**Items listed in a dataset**
_____
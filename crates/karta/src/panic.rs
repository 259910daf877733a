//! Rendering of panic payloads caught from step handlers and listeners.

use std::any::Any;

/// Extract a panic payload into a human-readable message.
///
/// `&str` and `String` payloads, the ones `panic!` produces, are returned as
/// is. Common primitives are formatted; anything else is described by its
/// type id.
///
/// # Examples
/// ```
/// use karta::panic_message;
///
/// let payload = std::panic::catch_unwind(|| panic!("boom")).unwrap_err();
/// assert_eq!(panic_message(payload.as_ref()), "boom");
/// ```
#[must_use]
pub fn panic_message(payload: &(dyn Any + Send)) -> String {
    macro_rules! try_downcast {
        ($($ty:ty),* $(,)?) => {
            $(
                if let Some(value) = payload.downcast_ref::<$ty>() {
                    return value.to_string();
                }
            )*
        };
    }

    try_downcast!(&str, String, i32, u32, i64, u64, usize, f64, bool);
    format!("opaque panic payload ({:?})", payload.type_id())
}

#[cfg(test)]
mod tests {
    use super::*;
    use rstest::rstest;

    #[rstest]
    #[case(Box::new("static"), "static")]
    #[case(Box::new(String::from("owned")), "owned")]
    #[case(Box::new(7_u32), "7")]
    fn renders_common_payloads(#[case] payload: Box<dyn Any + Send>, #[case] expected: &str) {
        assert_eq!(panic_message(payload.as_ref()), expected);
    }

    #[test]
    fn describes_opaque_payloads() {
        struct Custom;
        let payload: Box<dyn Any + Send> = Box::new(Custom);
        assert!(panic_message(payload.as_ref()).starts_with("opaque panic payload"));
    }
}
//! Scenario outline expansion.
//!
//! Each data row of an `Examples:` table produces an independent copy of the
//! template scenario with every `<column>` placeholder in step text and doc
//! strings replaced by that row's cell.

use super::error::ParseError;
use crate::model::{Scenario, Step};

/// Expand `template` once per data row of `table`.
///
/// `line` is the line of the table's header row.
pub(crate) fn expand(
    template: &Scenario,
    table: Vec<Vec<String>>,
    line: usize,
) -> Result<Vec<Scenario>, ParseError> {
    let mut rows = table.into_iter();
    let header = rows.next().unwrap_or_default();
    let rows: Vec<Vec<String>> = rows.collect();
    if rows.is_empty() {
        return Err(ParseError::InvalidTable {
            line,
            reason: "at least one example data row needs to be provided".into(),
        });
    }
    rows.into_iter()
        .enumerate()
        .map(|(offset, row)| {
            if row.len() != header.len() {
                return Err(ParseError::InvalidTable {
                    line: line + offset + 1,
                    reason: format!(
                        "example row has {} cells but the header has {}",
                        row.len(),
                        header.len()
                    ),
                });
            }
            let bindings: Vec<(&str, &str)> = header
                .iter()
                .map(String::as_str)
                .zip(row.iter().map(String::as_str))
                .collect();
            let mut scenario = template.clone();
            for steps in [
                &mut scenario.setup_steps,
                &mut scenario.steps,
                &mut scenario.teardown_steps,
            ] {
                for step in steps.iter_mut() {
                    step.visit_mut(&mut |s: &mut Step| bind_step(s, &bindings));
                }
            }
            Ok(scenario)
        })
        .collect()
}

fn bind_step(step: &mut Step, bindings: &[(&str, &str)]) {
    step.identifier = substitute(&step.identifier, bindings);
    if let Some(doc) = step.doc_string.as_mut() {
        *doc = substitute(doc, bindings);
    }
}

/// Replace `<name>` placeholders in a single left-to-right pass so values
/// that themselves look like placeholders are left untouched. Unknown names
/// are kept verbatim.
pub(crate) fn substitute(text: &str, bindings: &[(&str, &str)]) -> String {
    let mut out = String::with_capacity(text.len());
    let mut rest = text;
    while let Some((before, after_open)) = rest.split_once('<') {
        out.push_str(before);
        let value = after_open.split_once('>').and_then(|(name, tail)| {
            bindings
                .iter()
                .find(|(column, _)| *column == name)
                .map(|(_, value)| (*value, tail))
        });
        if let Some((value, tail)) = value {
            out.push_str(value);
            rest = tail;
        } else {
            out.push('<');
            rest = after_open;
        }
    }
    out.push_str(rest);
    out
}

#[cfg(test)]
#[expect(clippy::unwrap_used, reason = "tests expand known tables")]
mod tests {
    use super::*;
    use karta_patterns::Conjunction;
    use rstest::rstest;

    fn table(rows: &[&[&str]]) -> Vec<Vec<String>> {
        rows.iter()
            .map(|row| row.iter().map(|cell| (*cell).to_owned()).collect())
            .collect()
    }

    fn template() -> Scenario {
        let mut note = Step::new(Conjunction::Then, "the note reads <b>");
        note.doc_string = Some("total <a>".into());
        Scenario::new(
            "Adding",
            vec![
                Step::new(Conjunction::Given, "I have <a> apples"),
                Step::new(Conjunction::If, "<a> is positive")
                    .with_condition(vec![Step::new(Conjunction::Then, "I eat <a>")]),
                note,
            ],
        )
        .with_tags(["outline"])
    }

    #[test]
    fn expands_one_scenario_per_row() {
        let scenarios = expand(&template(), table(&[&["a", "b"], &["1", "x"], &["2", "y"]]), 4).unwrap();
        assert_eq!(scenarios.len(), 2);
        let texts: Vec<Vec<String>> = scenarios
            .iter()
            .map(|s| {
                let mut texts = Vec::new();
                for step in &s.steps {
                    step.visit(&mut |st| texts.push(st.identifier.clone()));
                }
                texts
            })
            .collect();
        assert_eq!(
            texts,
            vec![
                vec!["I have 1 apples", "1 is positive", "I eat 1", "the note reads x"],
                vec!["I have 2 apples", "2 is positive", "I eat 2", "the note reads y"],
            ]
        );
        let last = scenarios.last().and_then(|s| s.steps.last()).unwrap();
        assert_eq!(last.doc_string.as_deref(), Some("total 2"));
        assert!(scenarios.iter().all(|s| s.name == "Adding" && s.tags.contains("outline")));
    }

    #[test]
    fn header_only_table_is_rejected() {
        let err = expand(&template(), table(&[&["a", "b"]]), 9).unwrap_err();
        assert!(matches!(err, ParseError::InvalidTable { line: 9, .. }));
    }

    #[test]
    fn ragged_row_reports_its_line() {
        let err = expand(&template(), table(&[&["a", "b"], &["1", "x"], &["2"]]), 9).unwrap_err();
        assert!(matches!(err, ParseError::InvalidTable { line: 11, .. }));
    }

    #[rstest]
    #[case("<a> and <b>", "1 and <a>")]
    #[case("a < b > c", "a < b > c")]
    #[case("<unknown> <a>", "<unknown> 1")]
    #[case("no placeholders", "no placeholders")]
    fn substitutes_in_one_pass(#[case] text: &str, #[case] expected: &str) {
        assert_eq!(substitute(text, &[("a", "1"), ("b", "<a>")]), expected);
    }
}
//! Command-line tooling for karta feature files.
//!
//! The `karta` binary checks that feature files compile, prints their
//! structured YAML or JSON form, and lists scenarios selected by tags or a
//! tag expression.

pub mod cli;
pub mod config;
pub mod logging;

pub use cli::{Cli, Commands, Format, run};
_____
**AIM OF THE EXERCISE**
From the data, collect all lines where the string "reason" appears.

**EXERCISE RESULT**
            reason: "at least one example data row needs to be provided".into(),
                    reason: format!(
#[expect(clippy::unwrap_used, reason = "tests expand known tables")]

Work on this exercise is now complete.